Copy out, exactly, the first line of the entries below and every line after it through the one containing "owned by it; the".

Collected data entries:
====

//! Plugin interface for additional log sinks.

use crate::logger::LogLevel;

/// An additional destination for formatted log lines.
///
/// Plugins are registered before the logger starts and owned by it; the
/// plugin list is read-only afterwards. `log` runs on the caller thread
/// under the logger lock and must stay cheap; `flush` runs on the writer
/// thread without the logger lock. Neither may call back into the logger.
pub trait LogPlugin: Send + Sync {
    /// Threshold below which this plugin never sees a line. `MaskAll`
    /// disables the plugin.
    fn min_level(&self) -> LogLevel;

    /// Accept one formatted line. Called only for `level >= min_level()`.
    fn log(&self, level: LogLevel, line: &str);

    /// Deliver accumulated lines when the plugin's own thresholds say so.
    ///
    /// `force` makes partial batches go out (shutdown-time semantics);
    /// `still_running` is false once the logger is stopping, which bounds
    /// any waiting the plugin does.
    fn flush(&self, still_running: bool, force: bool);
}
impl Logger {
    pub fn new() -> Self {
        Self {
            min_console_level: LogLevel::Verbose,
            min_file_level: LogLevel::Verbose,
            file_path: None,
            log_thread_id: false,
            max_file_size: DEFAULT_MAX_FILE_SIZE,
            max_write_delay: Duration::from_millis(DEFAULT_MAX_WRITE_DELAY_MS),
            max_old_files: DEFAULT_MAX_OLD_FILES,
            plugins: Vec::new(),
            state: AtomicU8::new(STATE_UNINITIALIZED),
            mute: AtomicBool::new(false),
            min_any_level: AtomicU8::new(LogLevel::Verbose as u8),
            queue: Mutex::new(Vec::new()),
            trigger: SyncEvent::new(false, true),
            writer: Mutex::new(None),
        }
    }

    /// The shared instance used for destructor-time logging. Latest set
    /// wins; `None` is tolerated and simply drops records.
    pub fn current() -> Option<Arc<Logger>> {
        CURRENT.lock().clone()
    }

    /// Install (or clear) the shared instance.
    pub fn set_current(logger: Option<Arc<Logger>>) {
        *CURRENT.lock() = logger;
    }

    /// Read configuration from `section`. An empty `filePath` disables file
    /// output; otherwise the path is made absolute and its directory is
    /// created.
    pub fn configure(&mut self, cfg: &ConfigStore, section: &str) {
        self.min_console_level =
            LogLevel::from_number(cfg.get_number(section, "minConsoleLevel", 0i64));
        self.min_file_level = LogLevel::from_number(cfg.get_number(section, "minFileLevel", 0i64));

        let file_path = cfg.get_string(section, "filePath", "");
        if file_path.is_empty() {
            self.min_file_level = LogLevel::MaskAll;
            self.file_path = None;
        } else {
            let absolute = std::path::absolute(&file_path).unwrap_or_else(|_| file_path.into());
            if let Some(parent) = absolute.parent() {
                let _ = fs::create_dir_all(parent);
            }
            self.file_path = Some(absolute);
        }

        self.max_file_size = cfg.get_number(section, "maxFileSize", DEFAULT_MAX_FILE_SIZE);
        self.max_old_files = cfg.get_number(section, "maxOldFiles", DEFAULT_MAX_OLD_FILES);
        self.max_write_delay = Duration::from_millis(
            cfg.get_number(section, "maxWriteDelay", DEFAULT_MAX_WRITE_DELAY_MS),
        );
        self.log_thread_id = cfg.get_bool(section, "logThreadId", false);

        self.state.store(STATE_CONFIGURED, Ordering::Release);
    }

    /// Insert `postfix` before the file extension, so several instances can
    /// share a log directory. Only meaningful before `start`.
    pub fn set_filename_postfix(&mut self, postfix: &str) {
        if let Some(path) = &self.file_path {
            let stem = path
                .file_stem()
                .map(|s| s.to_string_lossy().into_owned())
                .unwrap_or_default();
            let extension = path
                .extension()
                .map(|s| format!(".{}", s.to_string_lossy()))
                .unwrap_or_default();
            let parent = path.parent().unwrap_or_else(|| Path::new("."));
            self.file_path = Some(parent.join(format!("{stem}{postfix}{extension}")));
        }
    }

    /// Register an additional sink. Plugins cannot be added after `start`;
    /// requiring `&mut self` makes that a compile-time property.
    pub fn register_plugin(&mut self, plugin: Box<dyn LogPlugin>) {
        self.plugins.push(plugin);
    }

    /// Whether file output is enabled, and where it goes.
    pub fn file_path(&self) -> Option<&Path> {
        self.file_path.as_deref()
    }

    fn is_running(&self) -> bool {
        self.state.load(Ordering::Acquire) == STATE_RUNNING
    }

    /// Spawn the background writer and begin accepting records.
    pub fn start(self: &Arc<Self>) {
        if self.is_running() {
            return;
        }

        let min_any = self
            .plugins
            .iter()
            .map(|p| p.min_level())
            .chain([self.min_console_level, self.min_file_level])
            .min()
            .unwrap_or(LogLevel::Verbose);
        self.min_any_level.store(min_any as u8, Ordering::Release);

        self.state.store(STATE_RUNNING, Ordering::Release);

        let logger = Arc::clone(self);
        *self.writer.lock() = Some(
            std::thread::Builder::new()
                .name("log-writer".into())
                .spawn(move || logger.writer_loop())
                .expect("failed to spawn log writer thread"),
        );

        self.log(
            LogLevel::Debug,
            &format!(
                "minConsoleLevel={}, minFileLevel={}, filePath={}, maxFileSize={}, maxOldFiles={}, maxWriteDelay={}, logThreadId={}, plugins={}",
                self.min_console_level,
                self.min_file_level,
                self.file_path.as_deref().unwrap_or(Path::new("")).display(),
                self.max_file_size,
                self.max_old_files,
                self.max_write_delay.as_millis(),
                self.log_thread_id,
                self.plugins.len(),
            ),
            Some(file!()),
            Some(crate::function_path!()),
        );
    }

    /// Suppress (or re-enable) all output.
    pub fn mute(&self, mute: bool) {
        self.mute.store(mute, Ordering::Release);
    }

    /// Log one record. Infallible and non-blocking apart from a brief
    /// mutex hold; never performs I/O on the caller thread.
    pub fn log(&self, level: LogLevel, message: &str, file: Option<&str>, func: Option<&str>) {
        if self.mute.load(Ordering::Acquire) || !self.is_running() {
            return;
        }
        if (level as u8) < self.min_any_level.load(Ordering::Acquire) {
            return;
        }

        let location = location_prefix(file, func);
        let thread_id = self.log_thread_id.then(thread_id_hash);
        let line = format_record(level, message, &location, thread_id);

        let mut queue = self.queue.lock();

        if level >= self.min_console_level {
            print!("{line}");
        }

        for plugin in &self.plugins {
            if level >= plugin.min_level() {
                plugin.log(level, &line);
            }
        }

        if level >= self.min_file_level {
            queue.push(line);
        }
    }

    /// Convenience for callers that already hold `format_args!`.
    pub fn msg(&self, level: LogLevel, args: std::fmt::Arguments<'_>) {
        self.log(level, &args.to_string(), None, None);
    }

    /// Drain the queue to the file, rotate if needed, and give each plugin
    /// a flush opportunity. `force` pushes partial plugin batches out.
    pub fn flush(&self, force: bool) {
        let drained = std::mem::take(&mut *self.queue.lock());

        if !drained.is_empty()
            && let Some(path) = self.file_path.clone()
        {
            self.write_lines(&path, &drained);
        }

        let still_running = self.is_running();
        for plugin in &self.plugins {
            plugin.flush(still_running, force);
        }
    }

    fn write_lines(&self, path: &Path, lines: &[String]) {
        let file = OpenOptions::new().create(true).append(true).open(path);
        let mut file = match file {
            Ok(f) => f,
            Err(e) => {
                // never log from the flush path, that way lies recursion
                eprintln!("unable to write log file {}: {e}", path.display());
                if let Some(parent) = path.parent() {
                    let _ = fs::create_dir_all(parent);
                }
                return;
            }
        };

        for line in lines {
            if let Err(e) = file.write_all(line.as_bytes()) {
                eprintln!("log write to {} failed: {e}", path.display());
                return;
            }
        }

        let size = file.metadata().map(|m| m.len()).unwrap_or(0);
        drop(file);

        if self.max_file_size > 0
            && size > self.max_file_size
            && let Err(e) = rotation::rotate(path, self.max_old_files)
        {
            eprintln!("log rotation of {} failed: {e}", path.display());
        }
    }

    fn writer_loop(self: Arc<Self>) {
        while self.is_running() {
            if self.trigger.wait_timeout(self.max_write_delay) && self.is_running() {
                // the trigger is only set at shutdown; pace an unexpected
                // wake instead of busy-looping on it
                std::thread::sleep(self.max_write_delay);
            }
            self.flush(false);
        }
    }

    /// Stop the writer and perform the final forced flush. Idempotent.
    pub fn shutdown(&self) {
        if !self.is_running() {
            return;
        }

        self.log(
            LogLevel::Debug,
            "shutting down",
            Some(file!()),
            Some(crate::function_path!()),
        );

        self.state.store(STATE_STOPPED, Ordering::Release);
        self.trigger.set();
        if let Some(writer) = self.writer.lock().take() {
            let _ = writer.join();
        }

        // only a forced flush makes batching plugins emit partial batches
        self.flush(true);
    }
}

====

> **SOLUTION**:
//! Plugin interface for additional log sinks.

use crate::logger::LogLevel;

/// An additional destination for formatted log lines.
///
/// Plugins are registered before the logger starts and owned by it; the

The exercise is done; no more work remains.